ColBERTv227 is an advanced retrieval engine that employs multi-vector representations to capture the contextual semantic nuances of token-level features through cluster centroids. It innovatively reduces the storage requirements of the multi-vector system by utilizing residual representations, which encode the differences between the original vectors and their approximations, thereby improving retrieval accuracy while optimizing space efficiency. Building on the original ColBERTv2 model, this version enhances its supervisory mechanism by incorporating residual compression techniques and distillation insights from cross-encoder systems, further refining its performance.
System design
The design of our system is fundamentally motivated by a profound consideration of domain-specific knowledge representation.
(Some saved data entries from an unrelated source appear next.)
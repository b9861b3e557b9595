//! CLI support for cellpipe
//!
//! Provides programmatic access to the cellpipe CLI functionality for
//! embedding in other tools.

mod check;
mod load;

pub use check::{execute_check, CheckOptions, CheckResult};
pub use load::{pipeline_from_json, result_to_json};

use std::io;

use crate::engine::EngineError;
use crate::pipeline::PipelineError;

/// Errors that can occur during CLI operations
#[derive(Debug)]
pub enum CliError {
    /// The pipeline description JSON does not describe valid cells
    Description(String),
    /// A pipeline operation failed
    Pipeline(PipelineError),
    /// The engine adapter failed
    Engine(EngineError),
    /// JSON parsing error
    Json(serde_json::Error),
    /// IO error
    Io(io::Error),
    /// No pipeline description provided
    NoInput,
    /// Execution was requested but no engine adapter is compiled in
    EngineUnavailable,
}

impl std::fmt::Display for CliError {
    fn fmt(&self, f: &mut std::fmt::Formatter<'_>) -> std::fmt::Result {
        match self {
            CliError::Description(msg) => write!(f, "Invalid pipeline description: {}", msg),
            CliError::Pipeline(e) => write!(f, "Pipeline error: {}", e),
            CliError::Engine(e) => write!(f, "Engine error: {}", e),
            CliError::Json(e) => write!(f, "Invalid JSON: {}", e),
            CliError::Io(e) => write!(f, "IO error: {}", e),
            CliError::NoInput => {
                write!(f, "No pipeline description provided. Pass a file or pipe JSON to stdin.")
            }
            CliError::EngineUnavailable => {
                write!(f, "Executing pipelines requires the 'duckdb' feature.")
            }
        }
    }
}

impl std::error::Error for CliError {
    fn source(&self) -> Option<&(dyn std::error::Error + 'static)> {
        match self {
            CliError::Pipeline(e) => Some(e),
            CliError::Engine(e) => Some(e),
            CliError::Json(e) => Some(e),
            CliError::Io(e) => Some(e),
            _ => None,
        }
    }
}

impl From<PipelineError> for CliError {
    fn from(e: PipelineError) -> Self {
        CliError::Pipeline(e)
    }
}

impl From<EngineError> for CliError {
    fn from(e: EngineError) -> Self {
        CliError::Engine(e)
    }
}

impl From<serde_json::Error> for CliError {
    fn from(e: serde_json::Error) -> Self {
        CliError::Json(e)
    }
}

impl From<io::Error> for CliError {
    fn from(e: io::Error) -> Self {
        CliError::Io(e)
    }
}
In highly specialized fields such as rare diseases and cutting-edge medical research, relevant terminologies often exhibit extremely low frequency or complete absence in model training corpora. This data sparsity poses significant challenges for traditional vector databases (e.g., Chroma) in converting these specialized terms into semantic vectors, because the limited understanding of domain knowledge in pre-trained models and the out-of-distribution nature of these terms may lead to vector representations that do not accurately capture professional semantics. To address this, we innovatively incorporate Elasticsearch’s term-based search mechanism, which ensures that even the most recently emerged, hard-to-vectorize professional terms can be effectively retrieved and utilized to enhance the model’s generation capabilities.
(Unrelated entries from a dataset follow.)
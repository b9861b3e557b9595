#![cfg(feature = "cli")]

use cellpipe::cli::{execute_check, pipeline_from_json, result_to_json, CheckOptions, CheckResult};
use cellpipe::engine::ExecutionResult;
use cellpipe::fragment::{CellParams, DedupeKey};
use cellpipe::value::{Row, Value};

#[test]
fn test_description_parses_all_kinds() {
    let json: serde_json::Value = serde_json::from_str(
        r#"[
            { "kind": "source", "table": "sales" },
            { "kind": "filter", "column": "price", "op": "gt", "value": 10 },
            { "kind": "sort", "column": "price", "direction": "desc" },
            { "kind": "deduplicate" },
            { "kind": "deduplicate", "column": "region" },
            { "kind": "pivot", "on": "region", "value": "amount", "aggregate": "avg" },
            { "kind": "derive", "name": "total", "expression": "price * quantity" },
            { "kind": "drop-columns", "columns": ["b"] },
            { "kind": "raw-query", "text": "SELECT 1" },
            { "kind": "table" }
        ]"#,
    )
    .unwrap();

    let cells = pipeline_from_json(&json).unwrap();
    assert_eq!(cells.len(), 10);
    assert!(cells[0].is_source());
    assert_eq!(
        cells[3],
        CellParams::Deduplicate {
            key: DedupeKey::FullRows
        }
    );
    assert_eq!(
        cells[4],
        CellParams::Deduplicate {
            key: DedupeKey::Column("region".to_string())
        }
    );
}

#[test]
fn test_full_rows_label_maps_to_full_rows() {
    let json: serde_json::Value = serde_json::from_str(
        r#"[
            { "kind": "source", "table": "t" },
            { "kind": "deduplicate", "column": "Full Rows" }
        ]"#,
    )
    .unwrap();
    let cells = pipeline_from_json(&json).unwrap();
    assert_eq!(
        cells[1],
        CellParams::Deduplicate {
            key: DedupeKey::FullRows
        }
    );
}

#[test]
fn test_description_must_start_with_a_source() {
    let json: serde_json::Value =
        serde_json::from_str(r#"[{ "kind": "table" }]"#).unwrap();
    assert!(pipeline_from_json(&json).is_err());
}

#[test]
fn test_unknown_kind_is_rejected() {
    let json: serde_json::Value = serde_json::from_str(
        r#"[{ "kind": "source", "table": "t" }, { "kind": "teleport" }]"#,
    )
    .unwrap();
    let err = pipeline_from_json(&json).unwrap_err();
    assert!(err.to_string().contains("teleport"));
}

#[test]
fn test_check_validates_without_data() {
    let options = CheckOptions {
        pipeline: r#"[{ "kind": "source", "table": "t" }, { "kind": "sort", "column": "a" }]"#
            .to_string(),
        data: None,
        pretty: false,
        syntax_only: false,
    };
    match execute_check(&options).unwrap() {
        CheckResult::DescriptionValid { cells } => assert_eq!(cells, 2),
        other => panic!("expected validation-only result, got {:?}", other),
    }
}

#[test]
fn test_result_rows_render_in_column_order() {
    let mut row = Row::new();
    row.insert("n".to_string(), Value::Integer(3));
    row.insert("name".to_string(), Value::Text("widget".to_string()));
    let result = ExecutionResult::new(
        vec!["name".to_string(), "n".to_string()],
        vec![row],
        false,
    );

    let json = result_to_json(&result);
    assert_eq!(json["rowCount"], serde_json::Value::from(1));
    assert_eq!(json["truncated"], serde_json::Value::from(false));
    assert_eq!(json["rows"][0]["name"], serde_json::Value::from("widget".to_string()));
    assert_eq!(json["rows"][0]["n"], serde_json::Value::from(3));
}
The entire system in Fig. 1 is thoughtfully structured into 5 interconnected modules: Knowledge Base, Question, Retrieval, Generation, and Check. The Check module is responsible for validating the generated answer against the retrieved results to ensure consistency and accuracy. In unison, these 5 modules collaborate effectively to generate potentially accurate responses to every user inquiry, guaranteeing a fluid and efficient solution-finding process.
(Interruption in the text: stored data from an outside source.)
//! Prompt construction for the two generation call sites.
//!
//! Prompts carry only fields already present in the record, rendered into a
//! structured description the service can expand into prose.

use std::fmt::Write;

use crate::record::PlanningRecord;

/// Prompt for the itinerary assembler. Tolerates missing flight and hotel
/// selections; the service is told what could not be booked.
pub fn itinerary_prompt(record: &PlanningRecord) -> String {
    let mut prompt = format!(
        "Create a day-by-day itinerary for a {} day trip to {}.\n",
        record.duration_days, record.destination
    );

    match &record.selected_flight {
        Some(flight) => {
            let _ = writeln!(
                prompt,
                "Flight: {} at ${:.2} with {} stop(s).",
                flight.id, flight.price, flight.stops
            );
        }
        None => {
            let _ = writeln!(prompt, "No flight is booked yet; note that travel is unarranged.");
        }
    }

    match &record.selected_hotel {
        Some(hotel) => {
            let _ = writeln!(
                prompt,
                "Hotel: {} at ${:.2}/night, rated {:.1}.",
                hotel.id, hotel.nightly_rate, hotel.rating
            );
        }
        None => {
            let _ = writeln!(prompt, "No hotel fit the budget; suggest lodging strategies.");
        }
    }

    if let Some(activity) = &record.selected_activity {
        let _ = writeln!(
            prompt,
            "Planned activity: {} at ${:.2}, rated {:.1}.",
            activity.id, activity.price, activity.rating
        );
    }

    if let Some(analysis) = &record.analysis {
        let b = &analysis.breakdown;
        let _ = writeln!(
            prompt,
            "Budget split: flights ${:.2}, accommodation ${:.2}, activities ${:.2}, food ${:.2}.",
            b.flights, b.accommodation, b.activities, b.food
        );
    }

    prompt.push_str("Structure the answer as one short paragraph per day.");
    prompt
}

/// Prompt for the alternative advisor, anchored on the budget deficit.
pub fn alternatives_prompt(record: &PlanningRecord) -> String {
    let minimum = record
        .analysis
        .as_ref()
        .map(|a| a.minimum_requirement)
        .unwrap_or_default();
    let deficit = minimum - record.total_budget;

    format!(
        "A traveler wants {} days in {} on a ${:.2} budget, but the estimated \
         minimum for that trip is ${:.2}, leaving a ${:.2} shortfall.\n\
         Suggest: cheaper alternative destinations, shorter trip durations \
         that fit the budget, and practical ways to cut costs.",
        record.duration_days, record.destination, record.total_budget, minimum, deficit
    )
}

#[cfg(test)]
mod tests {
    use super::*;
    use crate::budget;
    use crate::record::{Flight, Hotel};

    #[test]
    fn itinerary_prompt_includes_selections_and_breakdown() {
        let analysis = budget::analyze("Paris, France", 3000.0, 10).unwrap();
        let record = PlanningRecord::new("Paris, France", 3000.0, 10)
            .with_analysis(analysis)
            .with_flights(
                vec![],
                Some(Flight {
                    id: "FL-100".to_string(),
                    price: 900.0,
                    stops: 0,
                }),
                None,
            )
            .with_hotels(
                vec![],
                Some(Hotel {
                    id: "HT-200".to_string(),
                    nightly_rate: 120.0,
                    rating: 4.1,
                }),
                None,
            );

        let prompt = itinerary_prompt(&record);
        assert!(prompt.contains("10 day trip to Paris, France"));
        assert!(prompt.contains("FL-100"));
        assert!(prompt.contains("HT-200"));
        assert!(prompt.contains("flights $1200.00"));
    }

    #[test]
    fn itinerary_prompt_mentions_missing_hotel() {
        let record = PlanningRecord::new("Paris, France", 3000.0, 10);
        let prompt = itinerary_prompt(&record);
        assert!(prompt.contains("No hotel fit the budget"));
    }

    #[test]
    fn alternatives_prompt_names_the_deficit() {
        let analysis = budget::analyze("Paris, France", 1000.0, 10).unwrap();
        let record = PlanningRecord::new("Paris, France", 1000.0, 10).with_analysis(analysis);

        let prompt = alternatives_prompt(&record);
        assert!(prompt.contains("$1500.00"));
        assert!(prompt.contains("$500.00 shortfall"));
    }
}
The Question module expertly handles the receipt and processing of healthcare-related queries from users through an interactive chat interface. The system permits users to type in free-form text and provides real-time feedback as the user types, ensuring a responsive and dynamic interaction. Once the user submits their question, it is transformed into a vector representation.
In the Retrieval stage, the vector representation of the user’s question is sought in both the Chroma and Elasticsearch databases. The retrieval process inherently involves computing similarities between vectors, employing differing methodologies: Chroma leverages dense vector embeddings for semantic similarity search, while Elasticsearch utilizes traditional term-based search with support for structured data. Given their respective merits and limitations, the system adopts a hybrid approach to combine the strengths of both methods. Subsequently, the hybrid search results from both databases are collectively passed to the ColBERTv2 model. ColBERTv2 employs multi-vector representations and residual compression techniques to capture fine-grained semantic nuances, enabling it to re-rank the hybrid results and select the top five most semantically aligned matches.These top five selections are then inserted as prompts into IvyGPT, which generates the corresponding answer.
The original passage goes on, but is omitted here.